Exercise requirements: To complete the exercise, write out all the data exactly.

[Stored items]
****************************************

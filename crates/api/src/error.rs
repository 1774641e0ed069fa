//! Mapping of domain and repository errors to JSON responses.
//!
//! Every error leaves the API as `{ "error": <code>, "message": <text> }`.
//! Store failures are logged here and reported as an opaque 500.

use axum::{
    Json,
    http::StatusCode,
    response::{IntoResponse, Response},
};
use sea_orm::DbErr;
use serde_json::json;

use libris_core::auth::{PasswordError, RegistrationError};
use libris_core::catalog::CatalogError;
use libris_core::lending::LendingError;
use libris_db::repositories::{BorrowError, CatalogRepoError, ReviewError, UserError};
use libris_shared::error::Refusal;
use libris_shared::{AppError, JwtError};

/// Handler error: an [`AppError`] that renders itself as a response.
#[derive(Debug)]
pub struct ApiError(pub AppError);

/// Result type for handlers.
pub type ApiResult<T> = Result<T, ApiError>;

impl From<AppError> for ApiError {
    fn from(e: AppError) -> Self {
        Self(e)
    }
}

impl IntoResponse for ApiError {
    fn into_response(self) -> Response {
        let status =
            StatusCode::from_u16(self.0.status_code()).unwrap_or(StatusCode::INTERNAL_SERVER_ERROR);
        if status.is_server_error() {
            tracing::error!(error = %self.0, "Request failed");
        }
        (
            status,
            Json(json!({
                "error": self.0.error_code(),
                "message": self.0.public_message(),
            })),
        )
            .into_response()
    }
}

impl From<LendingError> for ApiError {
    fn from(e: LendingError) -> Self {
        let kind = match e {
            LendingError::NoCopiesAvailable
            | LendingError::AlreadyBorrowed
            | LendingError::AlreadyReviewed => Refusal::Conflict,
            LendingError::BorrowLimitExceeded { .. }
            | LendingError::NoReturnedBorrowFound
            | LendingError::InvalidRating(_)
            | LendingError::InvalidDueDate { .. } => Refusal::Unprocessable,
            LendingError::NotBorrowedOrNotOwner => Refusal::NotFound,
            LendingError::CopyCountInvariant { .. } | LendingError::InconsistentRecord(_) => {
                return Self(AppError::Internal(e.to_string()));
            }
        };
        Self(AppError::refused(kind, e.code(), e.user_message()))
    }
}

impl From<DbErr> for ApiError {
    fn from(e: DbErr) -> Self {
        Self(AppError::Database(e.to_string()))
    }
}

impl From<BorrowError> for ApiError {
    fn from(e: BorrowError) -> Self {
        match e {
            BorrowError::Lending(e) => e.into(),
            BorrowError::BookNotFound(_) => Self(AppError::NotFound("Book not found".to_string())),
            BorrowError::StudentNotFound(_) => {
                Self(AppError::NotFound("Student not found".to_string()))
            }
            BorrowError::Database(e) => e.into(),
        }
    }
}

impl From<ReviewError> for ApiError {
    fn from(e: ReviewError) -> Self {
        match e {
            ReviewError::Lending(e) => e.into(),
            ReviewError::BookNotFound(_) => Self(AppError::NotFound("Book not found".to_string())),
            ReviewError::Database(e) => e.into(),
        }
    }
}

impl From<CatalogError> for ApiError {
    fn from(e: CatalogError) -> Self {
        Self(AppError::Validation(e.to_string()))
    }
}

impl From<CatalogRepoError> for ApiError {
    fn from(e: CatalogRepoError) -> Self {
        match e {
            CatalogRepoError::Validation(e) => e.into(),
            CatalogRepoError::BookNotFound(_)
            | CatalogRepoError::AuthorNotFound(_)
            | CatalogRepoError::CategoryNotFound(_) => Self(AppError::NotFound(e.to_string())),
            CatalogRepoError::DuplicateCategory(_) | CatalogRepoError::DuplicateIsbn(_) => {
                Self(AppError::Conflict(e.to_string()))
            }
            CatalogRepoError::CopiesOnLoan { .. } => Self(AppError::refused(
                Refusal::Unprocessable,
                "copies_on_loan",
                e.to_string(),
            )),
            CatalogRepoError::Database(e) => e.into(),
        }
    }
}

impl From<RegistrationError> for ApiError {
    fn from(e: RegistrationError) -> Self {
        match e {
            RegistrationError::UsernameTaken | RegistrationError::EmailTaken => {
                Self(AppError::refused(Refusal::Conflict, e.code(), e.to_string()))
            }
            _ => Self(AppError::Validation(e.to_string())),
        }
    }
}

impl From<UserError> for ApiError {
    fn from(e: UserError) -> Self {
        match e {
            UserError::Registration(e) => e.into(),
            UserError::NotFound(_) => Self(AppError::NotFound("User not found".to_string())),
            UserError::Database(e) => e.into(),
        }
    }
}

impl From<PasswordError> for ApiError {
    fn from(e: PasswordError) -> Self {
        Self(AppError::Internal(e.to_string()))
    }
}

impl From<JwtError> for ApiError {
    fn from(e: JwtError) -> Self {
        Self(AppError::Internal(e.to_string()))
    }
}

#[cfg(test)]
mod tests {
    use super::*;
    use rstest::rstest;

    #[rstest]
    #[case(LendingError::NoCopiesAvailable, 409, "no_copies_available")]
    #[case(LendingError::AlreadyBorrowed, 409, "already_borrowed")]
    #[case(LendingError::AlreadyReviewed, 409, "already_reviewed")]
    #[case(LendingError::BorrowLimitExceeded { limit: 5 }, 422, "borrow_limit_exceeded")]
    #[case(LendingError::NoReturnedBorrowFound, 422, "no_returned_borrow_found")]
    #[case(LendingError::InvalidRating(9), 422, "invalid_rating")]
    #[case(LendingError::NotBorrowedOrNotOwner, 404, "not_borrowed_or_not_owner")]
    #[case(LendingError::CopyCountInvariant { total: 1, available: 2 }, 500, "internal_error")]
    fn test_lending_error_mapping(
        #[case] error: LendingError,
        #[case] status: u16,
        #[case] code: &str,
    ) {
        let ApiError(app) = error.into();
        assert_eq!(app.status_code(), status);
        assert_eq!(app.error_code(), code);
    }

    #[test]
    fn test_invariant_message_is_opaque() {
        let ApiError(app) = LendingError::CopyCountInvariant {
            total: 1,
            available: 2,
        }
        .into();
        assert_eq!(app.public_message(), "An error occurred");
    }

    #[test]
    fn test_taken_username_is_conflict() {
        let ApiError(app) = RegistrationError::UsernameTaken.into();
        assert_eq!(app.status_code(), 409);
        assert_eq!(app.error_code(), "username_taken");

        let ApiError(app) = RegistrationError::PasswordMismatch.into();
        assert_eq!(app.status_code(), 400);
    }
}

****************************************

Response area:
filename crates/api/src/error.rs
repository 1774641e0ed069fa
//! Mapping of domain and repository errors to JSON responses.
//!
//! Every error leaves the API as `{ "error": <code>, "message": <text> }`.
//! Store failures are logged here and reported as an opaque 500.

use axum::{
    Json,
    http::StatusCode,
    response::{IntoResponse, Response},
};
use sea_orm::DbErr;
use serde_json::json;

use libris_core::auth::{PasswordError, RegistrationError};
use libris_core::catalog::CatalogError;
use libris_core::lending::LendingError;
use libris_db::repositories::{BorrowError, CatalogRepoError, ReviewError, UserError};
use libris_shared::error::Refusal;
use libris_shared::{AppError, JwtError};

/// Handler error: an [`AppError`] that renders itself as a response.
#[derive(Debug)]
pub struct ApiError(pub AppError);

/// Result type for handlers.
pub type ApiResult<T> = Result<T, ApiError>;

impl From<AppError> for ApiError {
    fn from(e: AppError) -> Self {
        Self(e)
    }
}

impl IntoResponse for ApiError {
    fn into_response(self) -> Response {
        let status =
            StatusCode::from_u16(self.0.status_code()).unwrap_or(StatusCode::INTERNAL_SERVER_ERROR);
        if status.is_server_error() {
            tracing::error!(error = %self.0, "Request failed");
        }
        (
            status,
            Json(json!({
                "error": self.0.error_code(),
                "message": self.0.public_message(),
            })),
        )
            .into_response()
    }
}

impl From<LendingError> for ApiError {
    fn from(e: LendingError) -> Self {
        let kind = match e {
            LendingError::NoCopiesAvailable
            | LendingError::AlreadyBorrowed
            | LendingError::AlreadyReviewed => Refusal::Conflict,
            LendingError::BorrowLimitExceeded { .. }
            | LendingError::NoReturnedBorrowFound
            | LendingError::InvalidRating(_)
            | LendingError::InvalidDueDate { .. } => Refusal::Unprocessable,
            LendingError::NotBorrowedOrNotOwner => Refusal::NotFound,
            LendingError::CopyCountInvariant { .. } | LendingError::InconsistentRecord(_) => {
                return Self(AppError::Internal(e.to_string()));
            }
        };
        Self(AppError::refused(kind, e.code(), e.user_message()))
    }
}

impl From<DbErr> for ApiError {
    fn from(e: DbErr) -> Self {
        Self(AppError::Database(e.to_string()))
    }
}

impl From<BorrowError> for ApiError {
    fn from(e: BorrowError) -> Self {
        match e {
            BorrowError::Lending(e) => e.into(),
            BorrowError::BookNotFound(_) => Self(AppError::NotFound("Book not found".to_string())),
            BorrowError::StudentNotFound(_) => {
                Self(AppError::NotFound("Student not found".to_string()))
            }
            BorrowError::Database(e) => e.into(),
        }
    }
}

impl From<ReviewError> for ApiError {
    fn from(e: ReviewError) -> Self {
        match e {
            ReviewError::Lending(e) => e.into(),
            ReviewError::BookNotFound(_) => Self(AppError::NotFound("Book not found".to_string())),
            ReviewError::Database(e) => e.into(),
        }
    }
}

impl From<CatalogError> for ApiError {
    fn from(e: CatalogError) -> Self {
        Self(AppError::Validation(e.to_string()))
    }
}

impl From<CatalogRepoError> for ApiError {
    fn from(e: CatalogRepoError) -> Self {
        match e {
            CatalogRepoError::Validation(e) => e.into(),
            CatalogRepoError::BookNotFound(_)
            | CatalogRepoError::AuthorNotFound(_)
            | CatalogRepoError::CategoryNotFound(_) => Self(AppError::NotFound(e.to_string())),
            CatalogRepoError::DuplicateCategory(_) | CatalogRepoError::DuplicateIsbn(_) => {
                Self(AppError::Conflict(e.to_string()))
            }
            CatalogRepoError::CopiesOnLoan { .. } => Self(AppError::refused(
                Refusal::Unprocessable,
                "copies_on_loan",
                e.to_string(),
            )),
            CatalogRepoError::Database(e) => e.into(),
        }
    }
}

impl From<RegistrationError> for ApiError {
    fn from(e: RegistrationError) -> Self {
        match e {
            RegistrationError::UsernameTaken | RegistrationError::EmailTaken => {
                Self(AppError::refused(Refusal::Conflict, e.code(), e.to_string()))
            }
            _ => Self(AppError::Validation(e.to_string())),
        }
    }
}

impl From<UserError> for ApiError {
    fn from(e: UserError) -> Self {
        match e {
            UserError::Registration(e) => e.into(),
            UserError::NotFound(_) => Self(AppError::NotFound("User not found".to_string())),
            UserError::Database(e) => e.into(),
        }
    }
}

impl From<PasswordError> for ApiError {
    fn from(e: PasswordError) -> Self {
        Self(AppError::Internal(e.to_string()))
    }
}

impl From<JwtError> for ApiError {
    fn from(e: JwtError) -> Self {
        Self(AppError::Internal(e.to_string()))
    }
}

#[cfg(test)]
mod tests {
    use super::*;
    use rstest::rstest;

    #[rstest]
    #[case(LendingError::NoCopiesAvailable, 409, "no_copies_available")]
    #[case(LendingError::AlreadyBorrowed, 409, "already_borrowed")]
    #[case(LendingError::AlreadyReviewed, 409, "already_reviewed")]
    #[case(LendingError::BorrowLimitExceeded { limit: 5 }, 422, "borrow_limit_exceeded")]
    #[case(LendingError::NoReturnedBorrowFound, 422, "no_returned_borrow_found")]
    #[case(LendingError::InvalidRating(9), 422, "invalid_rating")]
    #[case(LendingError::NotBorrowedOrNotOwner, 404, "not_borrowed_or_not_owner")]
    #[case(LendingError::CopyCountInvariant { total: 1, available: 2 }, 500, "internal_error")]
    fn test_lending_error_mapping(
        #[case] error: LendingError,
        #[case] status: u16,
        #[case] code: &str,
    ) {
        let ApiError(app) = error.into();
        assert_eq!(app.status_code(), status);
        assert_eq!(app.error_code(), code);
    }

    #[test]
    fn test_invariant_message_is_opaque() {
        let ApiError(app) = LendingError::CopyCountInvariant {
            total: 1,
            available: 2,
        }
        .into();
        assert_eq!(app.public_message(), "An error occurred");
    }

    #[test]
    fn test_taken_username_is_conflict() {
        let ApiError(app) = RegistrationError::UsernameTaken.into();
        assert_eq!(app.status_code(), 409);
        assert_eq!(app.error_code(), "username_taken");

        let ApiError(app) = RegistrationError::PasswordMismatch.into();
        assert_eq!(app.status_code(), 400);
    }
}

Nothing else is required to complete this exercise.